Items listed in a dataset

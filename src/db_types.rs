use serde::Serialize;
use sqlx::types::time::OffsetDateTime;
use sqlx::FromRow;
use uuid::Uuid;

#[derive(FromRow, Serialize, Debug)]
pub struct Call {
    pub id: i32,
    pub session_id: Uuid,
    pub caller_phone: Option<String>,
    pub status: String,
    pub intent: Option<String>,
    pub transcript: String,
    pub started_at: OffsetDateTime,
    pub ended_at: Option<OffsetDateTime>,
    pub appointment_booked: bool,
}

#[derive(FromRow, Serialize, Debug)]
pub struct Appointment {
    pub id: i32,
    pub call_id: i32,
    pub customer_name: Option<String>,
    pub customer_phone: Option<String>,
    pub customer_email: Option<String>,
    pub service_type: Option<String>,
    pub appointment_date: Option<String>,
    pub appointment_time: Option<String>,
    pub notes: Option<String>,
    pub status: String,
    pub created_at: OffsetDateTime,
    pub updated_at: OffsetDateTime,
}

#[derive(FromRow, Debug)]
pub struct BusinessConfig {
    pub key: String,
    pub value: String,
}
...
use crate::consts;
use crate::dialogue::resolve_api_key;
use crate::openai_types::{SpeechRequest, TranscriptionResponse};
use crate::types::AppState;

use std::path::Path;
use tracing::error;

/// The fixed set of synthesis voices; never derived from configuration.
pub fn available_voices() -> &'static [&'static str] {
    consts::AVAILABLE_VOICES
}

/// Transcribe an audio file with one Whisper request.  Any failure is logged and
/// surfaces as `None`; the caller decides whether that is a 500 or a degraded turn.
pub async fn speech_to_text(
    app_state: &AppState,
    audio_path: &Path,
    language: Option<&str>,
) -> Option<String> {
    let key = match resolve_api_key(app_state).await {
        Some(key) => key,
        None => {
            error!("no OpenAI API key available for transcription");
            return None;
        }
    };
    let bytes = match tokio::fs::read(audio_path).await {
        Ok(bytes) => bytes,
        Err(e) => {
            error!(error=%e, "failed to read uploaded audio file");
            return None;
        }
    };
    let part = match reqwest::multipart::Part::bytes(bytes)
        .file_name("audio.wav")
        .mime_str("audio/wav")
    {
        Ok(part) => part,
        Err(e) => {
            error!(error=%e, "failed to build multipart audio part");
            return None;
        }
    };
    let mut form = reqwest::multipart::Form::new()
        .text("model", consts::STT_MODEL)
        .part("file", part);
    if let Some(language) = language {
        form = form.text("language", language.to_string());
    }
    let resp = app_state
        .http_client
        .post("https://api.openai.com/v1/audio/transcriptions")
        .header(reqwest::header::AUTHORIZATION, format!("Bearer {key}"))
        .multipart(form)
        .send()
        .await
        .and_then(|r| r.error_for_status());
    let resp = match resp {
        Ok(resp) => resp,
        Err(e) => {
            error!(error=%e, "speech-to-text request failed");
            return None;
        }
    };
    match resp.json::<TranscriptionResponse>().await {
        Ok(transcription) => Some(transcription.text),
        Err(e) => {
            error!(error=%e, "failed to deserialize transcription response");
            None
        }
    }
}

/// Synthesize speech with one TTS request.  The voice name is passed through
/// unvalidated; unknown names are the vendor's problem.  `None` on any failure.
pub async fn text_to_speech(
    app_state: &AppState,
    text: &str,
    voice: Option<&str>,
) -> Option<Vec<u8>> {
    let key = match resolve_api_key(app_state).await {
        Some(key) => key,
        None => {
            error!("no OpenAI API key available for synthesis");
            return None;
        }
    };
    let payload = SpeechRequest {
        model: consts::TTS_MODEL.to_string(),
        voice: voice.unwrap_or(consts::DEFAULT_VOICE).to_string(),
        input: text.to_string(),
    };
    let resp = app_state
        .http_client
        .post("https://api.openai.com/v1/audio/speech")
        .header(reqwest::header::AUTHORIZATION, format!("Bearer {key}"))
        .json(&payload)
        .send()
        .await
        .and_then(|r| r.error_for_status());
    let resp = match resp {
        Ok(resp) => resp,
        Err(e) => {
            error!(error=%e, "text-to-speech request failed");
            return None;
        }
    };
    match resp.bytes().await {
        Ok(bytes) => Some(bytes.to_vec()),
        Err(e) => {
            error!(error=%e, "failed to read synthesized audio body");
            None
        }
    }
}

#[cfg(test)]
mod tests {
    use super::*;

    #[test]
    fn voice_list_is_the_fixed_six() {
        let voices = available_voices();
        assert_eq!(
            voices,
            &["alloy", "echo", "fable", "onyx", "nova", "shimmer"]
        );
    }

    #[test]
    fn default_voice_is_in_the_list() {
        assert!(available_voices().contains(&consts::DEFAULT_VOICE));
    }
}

• Work item
The answer must consist of every line from the data that contains the word "model".

• Written response
        .text("model", consts::STT_MODEL)
        model: consts::TTS_MODEL.to_string(),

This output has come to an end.